TrumpsGOPsucks (Washington State)
"In the age of cheap and accessible virtual reality, most consumers prefer to experience their narratives rather than read them." I don't know if most consumers prefer it, but I certainly don't. I probably won't be around for the travesty of not having books to read, but there will still be individuals who enjoy a good book and some capitalist, in an alliance with individuals who feel the need to put their ideas and stories on paper, will be happy to provide the experience for them. I am not too worried about it though; I remember back in the 60s when we were told that we would have driverless cars that would fly above the traffic when need be, and yet we still sit in miles of traffic in automobiles that constantly require our attention and refuse to fly. I am confident that in 2040 my daughter will still be able to procure a good book to read.
es (nc)
Reading increases the richness of your thinking. The ability to understand symbols, the ability to think abstractly, the ability to do math are all directly tied to the ability to read. Reading makes you more empathetic. Reading results in increased vocabulary and improved writing skills. Those who read have higher intelligence and general knowledge of the world than those that don’t. Reading reduces stress. Those who listen to read-alouds, get calmer.
Martin (New York)
Books were a medium for cultural conversation. The "verse" you describe is a medium for economic competition.
Glenn Woodruff (Atlanta)
I wonder what Marshall McLuhan and John Cage and Timothy Leary would say about all this chatter. The thread I see is that content rules. Yes, it can be impacted by the delivery medium, but the interaction with content is the residual element. Think about “water boarding” versus “swimming”: same medium - very different experience.
s (ky)
Thank you, Ms Harrow. Reading is fundamental! Sharing stories while our beautiful blue marble hurls through space and time, sharing stories keeps us grounded and helps us soar. And your humor here is not lost on me, nor the bracing attention to legacy.
wendy (Minneapolis)
In the Twin Cities we have an establishment called Half Price Books, that accepts and then resells used books, vinyl, cd's etc. It is a very busy place. I took 8 bags of books over there recently, and I never leave empty handed. Also, the Little Free Libraries are a great place to put your used books. As a retired librarian, very comfortable on the web, I will state that books will never never never die.
Fred Wise (Cleveland, TN)
What a provocative piece: or a piece for provocation - yet, I think that the end of such pieces proclaiming the end of books, of printed texts and images bound and distributed on paper are what is more likely. When I was in library school in the 1980s, this kind of “end of the book” talk had already been around for 50 years. “How could books possibly outlast the allure of technology x?” And then the sins of anecdotal evidence, small sample size, universalizing of experience and opinion will be committed and published with prophetic imprimatur. What’s predictable is not the end of the book; what’s predictable is the author’s zombie argument.
Thea (NYC)
I tried out VR at a museum exhibition a few years ago. Never again. When you're in surround-sound, surround-feel, and surround-visual environment you are trapped. Your body and mind are controlled to a degree that I found repulsive. When I read, I'm "in the story" but I'm still myself. I can be immersed in the author's world, but not trapped in it or controlled by it. Long live personal freedom. Long live books.
bes (VA)
But then there is my 16-year-old granddaughter who may have to move out of her room after Christmas so that her new books can move in.
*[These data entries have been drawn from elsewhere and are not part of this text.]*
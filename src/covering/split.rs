//! Splitting an oversized manually placed circle.
//!
//! # Algorithm
//!
//! Members of the original circle are sorted by distance from its center
//! and sliced into capacity-sized chunks, innermost first. Each chunk gets
//! its own circle centered on the chunk centroid, with the radius widened
//! to `max(target, 1.2 × farthest member)` so every chunk member stays
//! inside its circle.

use crate::distance::DistanceFrom;
use crate::error::{Error, Result};
use crate::models::{Circle, Coordinate, Point};

/// Safety margin applied to the farthest chunk member.
const RADIUS_MARGIN: f64 = 1.2;

/// Splits `template` into circles of at most `max_per_circle` members.
///
/// Membership is every point of the template's owner within the template's
/// radius. If it fits the capacity, one circle is returned with the
/// template's name, center, and radius. Otherwise chunk `n` (1-based) is
/// named after the template for `n = 1` and `"<name>_Circle_<n>"` after.
/// Color and owner are copied; none of the results is scheduled.
///
/// # Errors
///
/// Returns an error if `max_per_circle` is zero or the template fails
/// [`Circle::validate`].
///
/// # Examples
///
/// ```
/// use u_territory::covering::split_circle;
/// use u_territory::models::{Circle, Coordinate, Point};
///
/// let points: Vec<Point> = (0..5)
///     .map(|i| Point::new(format!("p{i}"), 0.0, i as f64 * 0.001, "E1"))
///     .collect();
/// let template = Circle::new("Monday", Coordinate::new(0.0, 0.0), 1000.0, "#F00", "E1", vec![]);
/// let parts = split_circle(&template, &points, 2).unwrap();
/// let names: Vec<&str> = parts.iter().map(|c| c.name()).collect();
/// assert_eq!(names, ["Monday", "Monday_Circle_2", "Monday_Circle_3"]);
/// ```
pub fn split_circle(template: &Circle, points: &[Point], max_per_circle: usize) -> Result<Vec<Circle>> {
    template.validate()?;
    if max_per_circle == 0 {
        return Err(Error::invalid_input("max_per_circle must be at least 1"));
    }

    let center = template.center();
    let radius = template.radius_meters();
    let from = DistanceFrom::new(center);
    let mut members: Vec<(f64, &Point)> = points
        .iter()
        .filter(|p| p.owner() == template.owner())
        .map(|p| (from.to(p.lat(), p.lon()), p))
        .filter(|(d, _)| *d <= radius)
        .collect();

    if members.len() <= max_per_circle {
        let ids = members.iter().map(|(_, p)| p.id().to_string()).collect();
        return Ok(vec![Circle::new(
            template.name(),
            center,
            radius,
            template.color(),
            template.owner(),
            ids,
        )]);
    }

    members.sort_by(|a, b| a.0.total_cmp(&b.0));

    let base = template.name();
    let circles: Vec<Circle> = members
        .chunks(max_per_circle)
        .enumerate()
        .map(|(i, chunk)| {
            let sub_center =
                Coordinate::mean(chunk.iter().map(|(_, p)| p.coordinate())).unwrap_or(center);
            let sub_from = DistanceFrom::new(sub_center);
            let farthest = chunk
                .iter()
                .map(|(_, p)| sub_from.to(p.lat(), p.lon()))
                .fold(0.0, f64::max);
            let name = if i == 0 {
                base.to_string()
            } else {
                format!("{base}_Circle_{}", i + 1)
            };
            let ids = chunk.iter().map(|(_, p)| p.id().to_string()).collect();
            Circle::new(
                name,
                sub_center,
                radius.max(RADIUS_MARGIN * farthest),
                template.color(),
                template.owner(),
                ids,
            )
        })
        .collect();

    log::info!(
        "split: circle {base} with {} members split into {} circles",
        members.len(),
        circles.len()
    );
    Ok(circles)
}

#[cfg(test)]
mod tests {
    use super::*;

    fn template(radius: f64) -> Circle {
        Circle::new("Mon", Coordinate::new(0.0, 0.0), radius, "#123456", "E1", vec![])
    }

    fn line(n: usize, step: f64) -> Vec<Point> {
        (0..n)
            .map(|i| Point::new(format!("p{i}"), 0.0, i as f64 * step, "E1"))
            .collect()
    }

    #[test]
    fn test_within_capacity_single_circle() {
        let mut pts = line(3, 0.001);
        pts.push(Point::new("other", 0.0, 0.0, "E2"));
        let out = split_circle(&template(1000.0), &pts, 5).expect("valid");
        assert_eq!(out.len(), 1);
        assert_eq!(out[0].name(), "Mon");
        assert_eq!(out[0].center(), Coordinate::new(0.0, 0.0));
        assert_eq!(out[0].radius_meters(), 1000.0);
        assert_eq!(out[0].member_ids(), ["p0", "p1", "p2"]);
        assert_eq!(out[0].color(), "#123456");
    }

    #[test]
    fn test_chunks_in_distance_order() {
        let mut pts = line(7, 0.001);
        pts.reverse();
        let out = split_circle(&template(1000.0), &pts, 3).expect("valid");
        assert_eq!(out.len(), 3);
        assert_eq!(out[0].member_ids(), ["p0", "p1", "p2"]);
        assert_eq!(out[1].member_ids(), ["p3", "p4", "p5"]);
        assert_eq!(out[2].member_ids(), ["p6"]);
        assert_eq!(out[1].name(), "Mon_Circle_2");
        assert_eq!(out[2].name(), "Mon_Circle_3");
        // Single-member chunk sits on its point with the target radius
        assert_eq!(out[2].center(), pts[0].coordinate());
        assert_eq!(out[2].radius_meters(), 1000.0);
    }

    #[test]
    fn test_every_chunk_covers_its_members() {
        let pts = line(10, 0.0008);
        let out = split_circle(&template(1000.0), &pts, 4).expect("valid");
        for c in &out {
            assert!(c.radius_meters() >= 1000.0);
            for id in c.member_ids() {
                let p = pts.iter().find(|p| p.id() == id).expect("member exists");
                assert!(c.covers(p));
            }
        }
    }

    #[test]
    fn test_radius_expands_for_wide_chunk() {
        let pts = vec![
            Point::new("a", 0.0, -0.008, "E1"),
            Point::new("b", 0.0, 0.008, "E1"),
            Point::new("c", 0.0, 0.0085, "E1"),
        ];
        let out = split_circle(&template(1000.0), &pts, 2).expect("valid");
        assert_eq!(out.len(), 2);
        assert_eq!(out[0].member_ids(), ["a", "b"]);
        let half_span = pts[0].distance_to(&Coordinate::new(0.0, 0.0));
        assert!((out[0].radius_meters() - 1.2 * half_span).abs() < 1e-6);
        assert!(out[0].radius_meters() > 1000.0);
    }

    #[test]
    fn test_invalid_input() {
        assert!(split_circle(&template(1000.0), &line(3, 0.001), 0).is_err());
        assert!(split_circle(&template(0.0), &line(3, 0.001), 2).is_err());
    }
}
Duckpuddle (Damariscotta ME)
Even if no other book was ever printed, this planet would still have billions(?) of book, plus all of their digital derivatives. The visual form is human communication isn't going to atrophy too soon. I've been building my library since I inherited a small stash of books from my father. There are more books out there than I can imagine. One of my joys is to decide if a book belongs in my collection, or if I should let it go, like a bird flying out of its home cage to never return. I'll take your tired pages and unread histories. Maybe when they put me in a box, my collection will be complete. More likely, there will remain many stacks that need sorting and repairing. Oh the many quiet joys of a single book.
Matt (Minnesota)
It's easy to imagine an engineer converting a classic book to a watered down VR version to make it easier to experience. However, it's all but impossible to imagine the engineer creating the classic story from scratch. Somebody with a mastery of writing -- let's call them an "author" -- would have to create the script. Those scripts -- let's call them "books" -- would be warehoused in a building - let's call it a "library' - where people could see and read them to experience all that the author truly intended to convey. Wow!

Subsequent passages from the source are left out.